_Prompt_: Report every line of the records below that contains the word "RecordSource".

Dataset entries
Segment Open
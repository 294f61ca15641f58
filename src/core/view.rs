//! List view model: fetch lifecycle, sort state and paging for one table

use crate::core::record::Record;
use crate::core::table::{self, SortContext, SortDirection, SortState};
use anyhow::Result;
use std::collections::BTreeMap;
use std::sync::atomic::{AtomicU64, Ordering};
use tracing::{debug, warn};

#[derive(Debug, Clone, Copy, PartialEq, Eq)]
pub enum ViewState {
    Idle,
    Loading,
    Loaded,
    Empty,
}

/// What caused a (re)fetch.
#[derive(Debug, Clone, Copy, PartialEq, Eq)]
pub enum FetchTrigger {
    Mount,
    TabChange,
    FilterChange,
    Refresh,
}

/// Handle for an issued fetch. Only the most recently issued ticket may
/// update the view.
#[derive(Debug, Clone, Copy, PartialEq, Eq)]
#[must_use]
pub struct RequestTicket {
    seq: u64,
    pub trigger: FetchTrigger,
}

/// Issues monotonically increasing request numbers and remembers the latest.
#[derive(Debug, Default)]
pub struct RequestSequencer {
    latest: AtomicU64,
}

impl RequestSequencer {
    pub fn new() -> Self {
        Self::default()
    }

    pub fn issue(&self) -> u64 {
        self.latest.fetch_add(1, Ordering::SeqCst) + 1
    }

    pub fn is_latest(&self, seq: u64) -> bool {
        self.latest.load(Ordering::SeqCst) == seq
    }
}

pub const DEFAULT_PAGE_SIZE: usize = 20;

/// State of one list page (constituents, fund quotas, ETFs).
///
/// Records are kept in display order; every change of records or sort
/// re-derives that order. The page number returns to 1 whenever the tab,
/// the filters or the loaded record set change.
#[derive(Debug)]
pub struct ListView {
    tab: String,
    filters: BTreeMap<String, String>,
    sort: SortState,
    context: SortContext,
    page: usize,
    page_size: usize,
    records: Vec<Record>,
    state: ViewState,
    sequencer: RequestSequencer,
}

impl ListView {
    pub fn new(tab: impl Into<String>, sort: SortState, context: SortContext) -> Self {
        Self {
            tab: tab.into(),
            filters: BTreeMap::new(),
            sort,
            context,
            page: 1,
            page_size: DEFAULT_PAGE_SIZE,
            records: Vec::new(),
            state: ViewState::Idle,
            sequencer: RequestSequencer::new(),
        }
    }

    pub fn with_page_size(mut self, page_size: usize) -> Self {
        self.page_size = page_size.max(1);
        self
    }

    /// Initial filters for a view that has not fetched yet.
    pub fn with_filters<K, V>(mut self, filters: impl IntoIterator<Item = (K, V)>) -> Self
    where
        K: Into<String>,
        V: Into<String>,
    {
        self.filters
            .extend(filters.into_iter().map(|(k, v)| (k.into(), v.into())));
        self
    }

    pub fn state(&self) -> ViewState {
        self.state
    }

    pub fn tab(&self) -> &str {
        &self.tab
    }

    pub fn filters(&self) -> &BTreeMap<String, String> {
        &self.filters
    }

    pub fn sort(&self) -> &SortState {
        &self.sort
    }

    pub fn page(&self) -> usize {
        self.page
    }

    pub fn page_size(&self) -> usize {
        self.page_size
    }

    pub fn page_count(&self) -> usize {
        table::page_count(self.records.len(), self.page_size)
    }

    pub fn records(&self) -> &[Record] {
        &self.records
    }

    pub fn visible_rows(&self) -> &[Record] {
        table::paginate(&self.records, self.page, self.page_size)
    }

    pub fn begin_fetch(&mut self, trigger: FetchTrigger) -> RequestTicket {
        let seq = self.sequencer.issue();
        debug!(tab = %self.tab, seq, ?trigger, "Fetch started");
        self.state = ViewState::Loading;
        RequestTicket { seq, trigger }
    }

    /// Applies a fetch result. Returns false when the ticket was superseded
    /// by a newer fetch and the result was dropped.
    pub fn complete_fetch(&mut self, ticket: RequestTicket, result: Result<Vec<Record>>) -> bool {
        if !self.sequencer.is_latest(ticket.seq) {
            debug!(tab = %self.tab, seq = ticket.seq, "Discarding stale fetch result");
            return false;
        }

        let records = match result {
            Ok(records) => records,
            Err(e) => {
                warn!(tab = %self.tab, error = %e, "Fetch failed, showing empty view");
                Vec::new()
            }
        };

        self.records = records;
        table::sort_in_place(&mut self.records, &self.sort, self.context);
        self.page = 1;
        self.state = if self.records.is_empty() {
            ViewState::Empty
        } else {
            ViewState::Loaded
        };
        debug!(tab = %self.tab, count = self.records.len(), state = ?self.state, "Fetch applied");
        true
    }

    pub fn set_tab(&mut self, tab: impl Into<String>) -> RequestTicket {
        self.tab = tab.into();
        self.page = 1;
        self.begin_fetch(FetchTrigger::TabChange)
    }

    pub fn set_filter(&mut self, key: impl Into<String>, value: impl Into<String>) -> RequestTicket {
        self.filters.insert(key.into(), value.into());
        self.page = 1;
        self.begin_fetch(FetchTrigger::FilterChange)
    }

    pub fn clear_filter(&mut self, key: &str) -> RequestTicket {
        self.filters.remove(key);
        self.page = 1;
        self.begin_fetch(FetchTrigger::FilterChange)
    }

    /// Header click: the active key flips direction, a new key starts
    /// descending.
    pub fn sort_by(&mut self, key: &str) {
        let sort = if self.sort.key == key {
            SortState::new(key, self.sort.direction.flipped())
        } else {
            SortState::new(key, SortDirection::Descending)
        };
        self.set_sort(sort);
    }

    pub fn set_sort(&mut self, sort: SortState) {
        self.sort = sort;
        table::sort_in_place(&mut self.records, &self.sort, self.context);
    }

    pub fn go_to_page(&mut self, page: usize) {
        self.page = page.clamp(1, self.page_count().max(1));
    }

    pub fn next_page(&mut self) {
        self.go_to_page(self.page + 1);
    }

    pub fn prev_page(&mut self) {
        self.go_to_page(self.page.saturating_sub(1));
    }
}
use super::list::{self, Column, ColumnFormat, ListOptions};
use crate::core::fund::normalize_quota_record;
use crate::core::i18n::Language;
use crate::core::source::{Dataset, RecordQuery, RecordSource};
use crate::core::table::{QUOTA_KEY, SortContext, SortDirection, SortState};
use crate::core::view::FetchTrigger;
use anyhow::Result;

pub const COLUMNS: [Column; 7] = [
    Column::new("fund_code", "column.fund_code", ColumnFormat::Text),
    Column::new("fund_name", "column.fund_name", ColumnFormat::Text),
    Column::new("fund_company", "column.fund_company", ColumnFormat::Text),
    Column::new("share_class", "column.share_class", ColumnFormat::Text),
    Column::new("quota", "column.quota", ColumnFormat::Number(2)),
    Column::new("currency", "column.currency", ColumnFormat::Text),
    Column::new("effective_date", "column.effective_date", ColumnFormat::Text),
];

/// QDII quota table, largest quota first with USD quotas converted at `usd_rate`.
pub async fn run(
    source: &dyn RecordSource,
    options: &ListOptions,
    page_size: usize,
    usd_rate: f64,
    language: Language,
) -> Result<()> {
    let mut view = list::new_view(
        "fund-quota",
        SortState::new(QUOTA_KEY, SortDirection::Descending),
        SortContext::FundQuota { usd_rate },
        page_size,
        options,
    );

    list::load_view(
        &mut view,
        source,
        RecordQuery::new(Dataset::FundQuota),
        FetchTrigger::Mount,
        language,
        |records| records.iter_mut().for_each(normalize_quota_record),
    )
    .await;

    list::apply_sort_options(&mut view, options);
    view.go_to_page(options.page);

    println!(
        "{}",
        list::render(&view, &language.label("title.quota"), &COLUMNS, language)
    );
    Ok(())
}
Segment Closed
_Solution to this task_:
use crate::core::source::{Dataset, RecordQuery, RecordSource};
    source: &dyn RecordSource,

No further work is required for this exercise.